We were using bare tools.logging at first and that was super fragile, with log4j, so we backed off to just println for a while, and then switched to timbre, and we're still not happy.

seancorfield05:11:11

It's like logging is just a horrible problem and timbre is the least bad of many solutions?

localghost05:11:05

@seancorfield, @bja: thank you for the suggestions. i'll look into timbre (it seems.. a lot)

localghost05:11:46

for now, i tried the doto, prn, and spy suggestions but none seem to work. here's a minimal example:

(defn foo0 [x]
  (->> x
       (* 2)))

(defn foo1 [x]
  (->> x
       (doto (println))
       (* 2)))

(defn foo2 [x]
  (->> x
       (spy "doing the thing with the thing")
       (* 2)))

seancorfield07:11:47

Use -> not ->>

seancorfield07:11:59

->> inserts the expression at the end of the form.

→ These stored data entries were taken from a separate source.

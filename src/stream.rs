//! Transport plumbing: boxed dialed streams, the plain/TLS duplex stream,
//! and the force-close guard that backs `Close` and reconnect teardown.

use std::{
    fmt, io,
    pin::Pin,
    task::{Context, Poll},
};

use tokio::io::{AsyncRead, AsyncWrite, ReadBuf};
use tokio_util::sync::{CancellationToken, WaitForCancellationFutureOwned};

/// A connected byte stream as produced by a [`Dialer`](crate::Dialer):
/// a plain TCP socket or a proxy-tunneled (possibly TLS-wrapped) transport.
pub trait AsyncStream: AsyncRead + AsyncWrite + Send + Unpin + fmt::Debug + 'static {}
impl<T: AsyncRead + AsyncWrite + Send + Unpin + fmt::Debug + 'static> AsyncStream for T {}

/// Boxed transport returned by dialing.
pub type TcpTransport = Box<dyn AsyncStream>;

fn force_closed() -> io::Error {
    io::Error::new(io::ErrorKind::ConnectionAborted, "connection force-closed")
}

/// Handle that force-closes a [`GuardedIo`] from outside its owner.
///
/// Closing fails all pending and future I/O on the transport, which unparks
/// a receiver blocked in the codec and lets the connection be dropped.
#[derive(Debug, Clone)]
pub(crate) struct IoCloser(CancellationToken);

impl IoCloser {
    pub(crate) fn close(&self) {
        self.0.cancel();
    }

    fn is_closed(&self) -> bool {
        self.0.is_cancelled()
    }
}

/// The dialed transport, wrapped so it can be force-closed while the relay
/// codec owns it. Sits beneath the TLS layer.
pub struct GuardedIo {
    inner: TcpTransport,
    closer: IoCloser,
    // One stored waiter per direction: the read and write halves are polled
    // from different tasks and each needs its own waker slot.
    read_halt: Pin<Box<WaitForCancellationFutureOwned>>,
    write_halt: Pin<Box<WaitForCancellationFutureOwned>>,
}

impl GuardedIo {
    pub(crate) fn new(inner: TcpTransport) -> (Self, IoCloser) {
        let token = CancellationToken::new();
        let closer = IoCloser(token.clone());
        let io = Self {
            inner,
            closer: closer.clone(),
            read_halt: Box::pin(token.clone().cancelled_owned()),
            write_halt: Box::pin(token.cancelled_owned()),
        };
        (io, closer)
    }

    fn read_halted(&mut self, cx: &mut Context<'_>) -> bool {
        self.closer.is_closed() || self.read_halt.as_mut().poll(cx).is_ready()
    }

    fn write_halted(&mut self, cx: &mut Context<'_>) -> bool {
        self.closer.is_closed() || self.write_halt.as_mut().poll(cx).is_ready()
    }
}

impl fmt::Debug for GuardedIo {
    fn fmt(&self, f: &mut fmt::Formatter<'_>) -> fmt::Result {
        f.debug_struct("GuardedIo")
            .field("closed", &self.closer.is_closed())
            .finish_non_exhaustive()
    }
}

impl AsyncRead for GuardedIo {
    fn poll_read(
        self: Pin<&mut Self>,
        cx: &mut Context<'_>,
        buf: &mut ReadBuf<'_>,
    ) -> Poll<io::Result<()>> {
        let this = self.get_mut();
        if this.read_halted(cx) {
            return Poll::Ready(Err(force_closed()));
        }
        Pin::new(&mut this.inner).poll_read(cx, buf)
    }
}

impl AsyncWrite for GuardedIo {
    fn poll_write(
        self: Pin<&mut Self>,
        cx: &mut Context<'_>,
        buf: &[u8],
    ) -> Poll<io::Result<usize>> {
        let this = self.get_mut();
        if this.write_halted(cx) {
            return Poll::Ready(Err(force_closed()));
        }
        Pin::new(&mut this.inner).poll_write(cx, buf)
    }

    fn poll_flush(self: Pin<&mut Self>, cx: &mut Context<'_>) -> Poll<io::Result<()>> {
        let this = self.get_mut();
        if this.write_halted(cx) {
            return Poll::Ready(Err(force_closed()));
        }
        Pin::new(&mut this.inner).poll_flush(cx)
    }

    fn poll_shutdown(self: Pin<&mut Self>, cx: &mut Context<'_>) -> Poll<io::Result<()>> {
        let this = self.get_mut();
        if this.write_halted(cx) {
            // Already aborted; nothing graceful left to do.
            return Poll::Ready(Ok(()));
        }
        Pin::new(&mut this.inner).poll_shutdown(cx)
    }
}

/// What we speak HTTP (and then the relay protocol) over: the guarded
/// transport directly in cleartext mode, or TLS on top of it.
pub enum MaybeTlsStream {
    /// Cleartext transport.
    Plain(GuardedIo),
    /// TLS client stream over the guarded transport.
    Tls(tokio_rustls::client::TlsStream<GuardedIo>),
}

impl fmt::Debug for MaybeTlsStream {
    fn fmt(&self, f: &mut fmt::Formatter<'_>) -> fmt::Result {
        match self {
            Self::Plain(_) => f.write_str("MaybeTlsStream::Plain"),
            Self::Tls(_) => f.write_str("MaybeTlsStream::Tls"),
        }
    }
}

impl AsyncRead for MaybeTlsStream {
    fn poll_read(
        self: Pin<&mut Self>,
        cx: &mut Context<'_>,
        buf: &mut ReadBuf<'_>,
    ) -> Poll<io::Result<()>> {
        match self.get_mut() {
            Self::Plain(stream) => Pin::new(stream).poll_read(cx, buf),
            Self::Tls(stream) => Pin::new(stream).poll_read(cx, buf),
        }
    }
}

impl AsyncWrite for MaybeTlsStream {
    fn poll_write(
        self: Pin<&mut Self>,
        cx: &mut Context<'_>,
        buf: &[u8],
    ) -> Poll<io::Result<usize>> {
        match self.get_mut() {
            Self::Plain(stream) => Pin::new(stream).poll_write(cx, buf),
            Self::Tls(stream) => Pin::new(stream).poll_write(cx, buf),
        }
    }

    fn poll_flush(self: Pin<&mut Self>, cx: &mut Context<'_>) -> Poll<io::Result<()>> {
        match self.get_mut() {
            Self::Plain(stream) => Pin::new(stream).poll_flush(cx),
            Self::Tls(stream) => Pin::new(stream).poll_flush(cx),
        }
    }

    fn poll_shutdown(self: Pin<&mut Self>, cx: &mut Context<'_>) -> Poll<io::Result<()>> {
        match self.get_mut() {
            Self::Plain(stream) => Pin::new(stream).poll_shutdown(cx),
            Self::Tls(stream) => Pin::new(stream).poll_shutdown(cx),
        }
    }
}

You want the expression inserted as the first argument, not the last.

localghost05:11:19

the function call immediately after the log statement fails with either a cast or arity error.

madstap07:11:10

It's for exploring at the repl and not a logging library though

madstap07:11:26

(require '[hugin.dbg :as dbg])
(defn foo [x]
  (->> x
       (dbg/p< "Doing the thing with the thing")
       (* 2)))
should work.

roti13:11:39

hmm, dissoc does not work on vectors. what's the simplest way to remove an element from a vector (by index)?

lmergen16:11:05

hmmm, i think i broke my repl environment, but i have no idea how to debug it. when refreshing, it throws exceptions on the (:require ...) statements of some files that it cannot find certain modules, where they clearly are defined. after some fierce debugging i was able to get things refreshing, but now my webserver's handlers are suddenly undefined (getting "java.lang.IllegalStateException: Attempting to call unbound fn:" errors) i think something is very wrong somewhere, but i'm unable to pinpoint the issue. sounds like some dangling references / things not getting properly refreshed. any suggestions ?

lmergen16:11:55

it's worth noting that lein run and the uberjar created with lein uberjar run fine

lmergen16:11:07

so i think there's definitely something wrong with my reloaded flow somewhere

danielstockton19:11:42

How best to loop over some data and assert it's valid? I tried putting asserts in a doseq but getting strange results: when there is an exception, that iteration is not called.

seancorfield19:11:03

@danielstockton can you expand a bit on what you're trying to do? Perhaps share some code?

danielstockton20:11:49

Sure, let me try and come up with a minimum repro

danielstockton20:11:20

Nevermind, I can't reproduce. I'm basically doing:

(doseq [i [1 2 3 4 5]]
  (println i)
  (assert (< i 4) "Too big!"))
but with something more complicated.

danielstockton20:11:29

Error is being swallowed somewhere else probably.

danielstockton20:11:57

Open to hearing about any better patterns for this sort of thing.

rwilson22:11:23

Does anybody have experience using Akka via okku? The design looks ok, documentation decent, and it shows up in a "Clojure Programming Cookbook", but the original author admits in a PR comment that it was more of a proof of concept and that he never really used it (as of 2015, at least).